Speaker of the 10th Taraba State House of Assembly

John Kizito Bonzena is a Nigerian politician currently serving as the speaker of the Taraba State House of Assembly. A member of the People's Democratic Party (PDP) representing Zing State Constituency, he was elected speaker of the 9th assembly on 21 December 2022 following the resignation of Joseph Albasu Kunini. Bonzena was re-elected speaker of the 10th assembly in June 2023.

== Early life and education ==
Bonzena was born to Alikali Bonzena Nonkuve of Yakoko ward in Zing Local Government Area of Taraba State. He received his primary education at Monica Primary School, Yakoko from 1967 to 1973 when he enrolled in government Comprehensive Secondary School Numan finishing with West Africa Examination Certificate (WAEC) in 1978. He attended then Advance Teachers College Jalingo  (now College of education zing) from 1980 to 1983. He participated in the mandatory one-year national youth service corps deployed in Imo State between 1984 and 1985.

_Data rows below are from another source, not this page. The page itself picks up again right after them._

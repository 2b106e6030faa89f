use crate::UrlError;
use url::Url;

/// Parses and validates the seed URL of a crawl
///
/// The seed goes through the same serialization as every discovered link, so
/// `https://example.com` becomes `https://example.com/` and a later link to
/// `/` is recognised as the same page. No other normalization is applied.
///
/// # Arguments
///
/// * `seed` - The seed URL as given on the command line
///
/// # Returns
///
/// * `Ok(Url)` - The parsed seed
/// * `Err(UrlError)` - The seed is malformed, not HTTP(S), or has no host
///
/// # Examples
///
/// ```
/// use page_trawler::url::parse_seed;
///
/// let url = parse_seed("https://example.com").unwrap();
/// assert_eq!(url.as_str(), "https://example.com/");
/// ```
pub fn parse_seed(seed: &str) -> Result<Url, UrlError> {
    let url = Url::parse(seed.trim()).map_err(|e| UrlError::Parse(format!("{}: {}", seed, e)))?;

    if url.scheme() != "http" && url.scheme() != "https" {
        return Err(UrlError::InvalidScheme(format!(
            "Only HTTP and HTTPS schemes are supported, got: {}",
            url.scheme()
        )));
    }

    if url.host_str().is_none() {
        return Err(UrlError::MissingHost(seed.to_string()));
    }

    Ok(url)
}
//! Output module for exporting crawl results
//!
//! This module handles:
//! - Selecting export formats
//! - Writing the visited set as CSV, JSON or XLSX
//! - Summarising crawl statistics

mod csv_output;
mod json_output;
pub mod stats;
mod traits;
mod xlsx_output;

pub use csv_output::CsvExporter;
pub use json_output::JsonExporter;
pub use stats::{format_statistics, print_statistics, CrawlStatistics};
pub use traits::{ExportError, ExportResult, Exporter};
pub use xlsx_output::XlsxExporter;

use std::fmt;
use std::path::{Path, PathBuf};

/// Supported export formats
#[derive(Debug, Clone, Copy, PartialEq, Eq, Hash)]
pub enum ExportFormat {
    Csv,
    Xlsx,
    Json,
}

impl ExportFormat {
    /// File extension of the artifact, also used as the format tag
    pub fn extension(&self) -> &'static str {
        match self {
            Self::Csv => "csv",
            Self::Xlsx => "xlsx",
            Self::Json => "json",
        }
    }

    /// Returns the exporter for this format
    pub fn exporter(&self) -> Box<dyn Exporter> {
        match self {
            Self::Csv => Box::new(CsvExporter),
            Self::Xlsx => Box::new(XlsxExporter),
            Self::Json => Box::new(JsonExporter),
        }
    }
}

impl fmt::Display for ExportFormat {
    fn fmt(&self, f: &mut fmt::Formatter<'_>) -> fmt::Result {
        write!(f, "{}", self.extension())
    }
}

/// Exports the visited URLs in every requested format
///
/// Creates `directory` if it does not exist and writes
/// `crawled_data.<ext>` for each format. If `urls` is empty nothing is written
/// and an empty list is returned.
///
/// # Returns
///
/// * `Ok(Vec<PathBuf>)` - Paths of the artifacts written, in format order
/// * `Err(ExportError)` - Creating the directory or writing an artifact failed
pub fn export_all(
    urls: &[String],
    formats: &[ExportFormat],
    directory: &Path,
) -> ExportResult<Vec<PathBuf>> {
    if formats.is_empty() {
        return Ok(Vec::new());
    }

    if urls.is_empty() {
        tracing::warn!("No data to export.");
        return Ok(Vec::new());
    }

    std::fs::create_dir_all(directory)?;

    let mut written = Vec::with_capacity(formats.len());
    for format in formats {
        tracing::debug!("Writing {} export", format);
        let exporter = format.exporter();
        let path = exporter.artifact_path(directory);
        exporter.write(urls, &path)?;
        tracing::info!("Data exported successfully: {}", path.display());
        written.push(path);
    }

    Ok(written)
}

He began his career as a teacher in 1985 and remained in the job until 1994 when took a study leave to study chemistry in education at the Federal University of Technology Yola graduating in 1996 and later earned advanced diploma in public administration in 2004 and master in public administration in 2010 from same university.

== Political career ==
Bonzena was elected to the Taraba State House of Assembly to represent Zing State Constituency in the 6th Assembly in 2007 and was re-elected to 7th assembly (2011), 8th assembly (2015), 9th assembly (2019) and 10th assembly (2023). He served on various house committees and as chief whip of the 9th assembly. He was elected speaker of the assembly on 21 December 2022 after the resignation of speaker of the assembly, Joseph Albasu Kunini for personal reasons. He was re-elected speaker of the 10th assembly in June 2023.